[Try it]:
Bring together all lines from the listing below that contain the string "SchemaValidator".

[Excerpted records]:
^^^^^^^^

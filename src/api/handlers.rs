use std::future::Future;
use std::sync::Arc;
use std::time::Duration;

use axum::{
    extract::{Query, State},
    http::{HeaderMap, StatusCode},
    response::Json,
};
use chrono::Utc;
use log::warn;
use serde::{Deserialize, Serialize};
use serde_json::Value;

use crate::api::params::{decode, SearchParams};
use crate::error::{CatalogueError, Result};
use crate::logic::{
    ItemHierarchyResolver, QueryChecks, QueryCompiler, RelationshipKey,
    RelationshipTraversalEngine, ResultAssembler,
};
use crate::model::{Aggregation, Item, QueryNode, QueryPlan, ResponseEnvelope};
use crate::store::traits::{DocumentStore, SchemaValidator};

/// Shared per-process state: the store plus the startup-constructed,
/// immutable core components.
pub struct ApiContext<S> {
    pub store: Arc<S>,
    pub compiler: Arc<QueryCompiler>,
    pub resolver: Arc<ItemHierarchyResolver>,
    pub engine: Arc<RelationshipTraversalEngine>,
    pub validator: Arc<dyn SchemaValidator>,
    pub store_timeout: Duration,
}

impl<S> ApiContext<S> {
    pub fn new(
        store: Arc<S>,
        validator: Arc<dyn SchemaValidator>,
        store_timeout: Duration,
    ) -> ApiContext<S> {
        let resolver = Arc::new(ItemHierarchyResolver::new(QueryChecks::new()));
        ApiContext {
            store,
            compiler: Arc::new(QueryCompiler::new(QueryChecks::new())),
            engine: Arc::new(RelationshipTraversalEngine::new(resolver.clone())),
            resolver,
            validator,
            store_timeout,
        }
    }
}

impl<S> Clone for ApiContext<S> {
    fn clone(&self) -> Self {
        ApiContext {
            store: self.store.clone(),
            compiler: self.compiler.clone(),
            resolver: self.resolver.clone(),
            engine: self.engine.clone(),
            validator: self.validator.clone(),
            store_timeout: self.store_timeout,
        }
    }
}

/// Bounded service-level timeout around store-touching work. An elapsed
/// timer surfaces as a recoverable failure, never a silent drop.
async fn with_timeout<T>(
    duration: Duration,
    work: impl Future<Output = Result<T>>,
) -> Result<T> {
    match tokio::time::timeout(duration, work).await {
        Ok(result) => result,
        Err(_) => {
            warn!("store operation timed out after {:?}", duration);
            Err(CatalogueError::Internal(anyhow::anyhow!(
                "store operation timed out after {}s",
                duration.as_secs()
            )))
        }
    }
}

fn respond(result: Result<ResponseEnvelope>) -> (StatusCode, Json<ResponseEnvelope>) {
    respond_created(result, StatusCode::OK)
}

fn respond_created(
    result: Result<ResponseEnvelope>,
    ok_status: StatusCode,
) -> (StatusCode, Json<ResponseEnvelope>) {
    match result {
        Ok(envelope) => (ok_status, Json(envelope)),
        Err(err) => {
            let status = StatusCode::from_u16(err.status_code())
                .unwrap_or(StatusCode::INTERNAL_SERVER_ERROR);
            (status, Json(ResultAssembler::failure(&err)))
        }
    }
}

fn instance_header(headers: &HeaderMap) -> Option<String> {
    headers
        .get("instance")
        .and_then(|v| v.to_str().ok())
        .filter(|v| !v.trim().is_empty())
        .map(String::from)
}

#[derive(Debug, Serialize)]
pub struct HealthResponse {
    pub status: String,
    pub timestamp: String,
}

pub async fn health_check() -> Json<HealthResponse> {
    Json(HealthResponse {
        status: "healthy".to_string(),
        timestamp: Utc::now().to_rfc3339(),
    })
}

pub async fn search<S: DocumentStore>(
    State(ctx): State<ApiContext<S>>,
    Query(params): Query<SearchParams>,
    headers: HeaderMap,
) -> (StatusCode, Json<ResponseEnvelope>) {
    let outcome = async {
        let spec = decode(&params, instance_header(&headers))?;
        let plan = ctx.compiler.compile(&spec)?;
        let hits = with_timeout(ctx.store_timeout, ctx.store.search(&plan)).await?;
        Ok(ResultAssembler::search(hits))
    }
    .await;
    respond(outcome)
}

pub async fn count<S: DocumentStore>(
    State(ctx): State<ApiContext<S>>,
    Query(params): Query<SearchParams>,
    headers: HeaderMap,
) -> (StatusCode, Json<ResponseEnvelope>) {
    let outcome = async {
        let spec = decode(&params, instance_header(&headers))?;
        let plan = ctx.compiler.compile_count(&spec)?;
        let total = with_timeout(ctx.store_timeout, ctx.store.count(&plan)).await?;
        Ok(ResultAssembler::count(total))
    }
    .await;
    respond(outcome)
}

pub async fn create_item<S: DocumentStore>(
    State(ctx): State<ApiContext<S>>,
    Json(body): Json<Value>,
) -> (StatusCode, Json<ResponseEnvelope>) {
    let outcome = async {
        let item = Item::from_value(body)?;
        let created = with_timeout(
            ctx.store_timeout,
            ctx.resolver
                .create_item(ctx.store.as_ref(), ctx.validator.as_ref(), item),
        )
        .await?;
        Ok(ResultAssembler::results(vec![created.to_value()?]))
    }
    .await;
    respond_created(outcome, StatusCode::CREATED)
}

pub async fn update_item<S: DocumentStore>(
    State(ctx): State<ApiContext<S>>,
    Json(body): Json<Value>,
) -> (StatusCode, Json<ResponseEnvelope>) {
    let outcome = async {
        let item = Item::from_value(body)?;
        let updated = with_timeout(
            ctx.store_timeout,
            ctx.resolver
                .update_item(ctx.store.as_ref(), ctx.validator.as_ref(), item),
        )
        .await?;
        Ok(ResultAssembler::results(vec![updated.to_value()?]))
    }
    .await;
    respond(outcome)
}

#[derive(Debug, Deserialize)]
pub struct IdQuery {
    pub id: String,
}

pub async fn get_item<S: DocumentStore>(
    State(ctx): State<ApiContext<S>>,
    Query(query): Query<IdQuery>,
) -> (StatusCode, Json<ResponseEnvelope>) {
    let outcome = async {
        let item = with_timeout(
            ctx.store_timeout,
            ctx.resolver.get_item(ctx.store.as_ref(), &query.id),
        )
        .await?;
        Ok(ResultAssembler::results(vec![item.to_value()?]))
    }
    .await;
    respond(outcome)
}

pub async fn delete_item<S: DocumentStore>(
    State(ctx): State<ApiContext<S>>,
    Query(query): Query<IdQuery>,
) -> (StatusCode, Json<ResponseEnvelope>) {
    let outcome = async {
        with_timeout(
            ctx.store_timeout,
            ctx.resolver.delete_item(ctx.store.as_ref(), &query.id),
        )
        .await?;
        Ok(ResultAssembler::results(vec![
            serde_json::json!({"id": query.id}),
        ]))
    }
    .await;
    respond(outcome)
}

pub async fn create_instance<S: DocumentStore>(
    State(ctx): State<ApiContext<S>>,
    Query(query): Query<IdQuery>,
) -> (StatusCode, Json<ResponseEnvelope>) {
    let outcome = async {
        let created = with_timeout(
            ctx.store_timeout,
            ctx.resolver
                .create_instance(ctx.store.as_ref(), ctx.validator.as_ref(), &query.id),
        )
        .await?;
        Ok(ResultAssembler::results(vec![created.to_value()?]))
    }
    .await;
    respond_created(outcome, StatusCode::CREATED)
}

pub async fn delete_instance<S: DocumentStore>(
    State(ctx): State<ApiContext<S>>,
    Query(query): Query<IdQuery>,
) -> (StatusCode, Json<ResponseEnvelope>) {
    let outcome = async {
        with_timeout(
            ctx.store_timeout,
            ctx.resolver.delete_instance(ctx.store.as_ref(), &query.id),
        )
        .await?;
        Ok(ResultAssembler::results(vec![
            serde_json::json!({"id": query.id}),
        ]))
    }
    .await;
    respond(outcome)
}

/// Distinct instance namespaces currently in use, with member counts.
pub async fn list_instances<S: DocumentStore>(
    State(ctx): State<ApiContext<S>>,
) -> (StatusCode, Json<ResponseEnvelope>) {
    let outcome = async {
        let mut plan = QueryPlan::new(QueryNode::MatchAll, "instanceList_");
        plan.aggregation = Some(Aggregation {
            field: "instance".to_string(),
            size: 10_000,
        });
        let buckets = with_timeout(ctx.store_timeout, ctx.store.aggregate(&plan)).await?;
        Ok(ResultAssembler::results(buckets))
    }
    .await;
    respond(outcome)
}

#[derive(Debug, Deserialize)]
pub struct RelationshipQuery {
    pub id: String,
    pub rel: String,
}

pub async fn relationship<S: DocumentStore>(
    State(ctx): State<ApiContext<S>>,
    Query(query): Query<RelationshipQuery>,
) -> (StatusCode, Json<ResponseEnvelope>) {
    let outcome = async {
        let key = RelationshipKey::from_str(&query.rel).ok_or_else(|| {
            CatalogueError::InvalidSyntax(format!("unknown relationship: {}", query.rel))
        })?;
        let results = with_timeout(
            ctx.store_timeout,
            ctx.engine
                .list_relationship(ctx.store.as_ref(), &query.id, key),
        )
        .await?;
        Ok(ResultAssembler::results(results))
    }
    .await;
    respond(outcome)
}

#[derive(Debug, Deserialize)]
pub struct RelSearchQuery {
    pub relationship: String,
    pub value: String,
}

pub async fn rel_search<S: DocumentStore>(
    State(ctx): State<ApiContext<S>>,
    Query(query): Query<RelSearchQuery>,
) -> (StatusCode, Json<ResponseEnvelope>) {
    let outcome = async {
        let values: Vec<String> = serde_json::from_str(&query.value).map_err(|_| {
            CatalogueError::InvalidParamValue(format!(
                "value must be a JSON array of strings: {}",
                query.value
            ))
        })?;
        let hits = with_timeout(
            ctx.store_timeout,
            ctx.engine
                .rel_search(ctx.store.as_ref(), &query.relationship, values),
        )
        .await?;
        // An unsupported relationship path is a no-op, not an error
        Ok(match hits {
            Some(hits) => ResultAssembler::search(hits),
            None => ResultAssembler::results(Vec::new()),
        })
    }
    .await;
    respond(outcome)
}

^^^^^^^^

[Reply to the exercise]:
use crate::store::traits::{DocumentStore, SchemaValidator};
    pub validator: Arc<dyn SchemaValidator>,
        validator: Arc<dyn SchemaValidator>,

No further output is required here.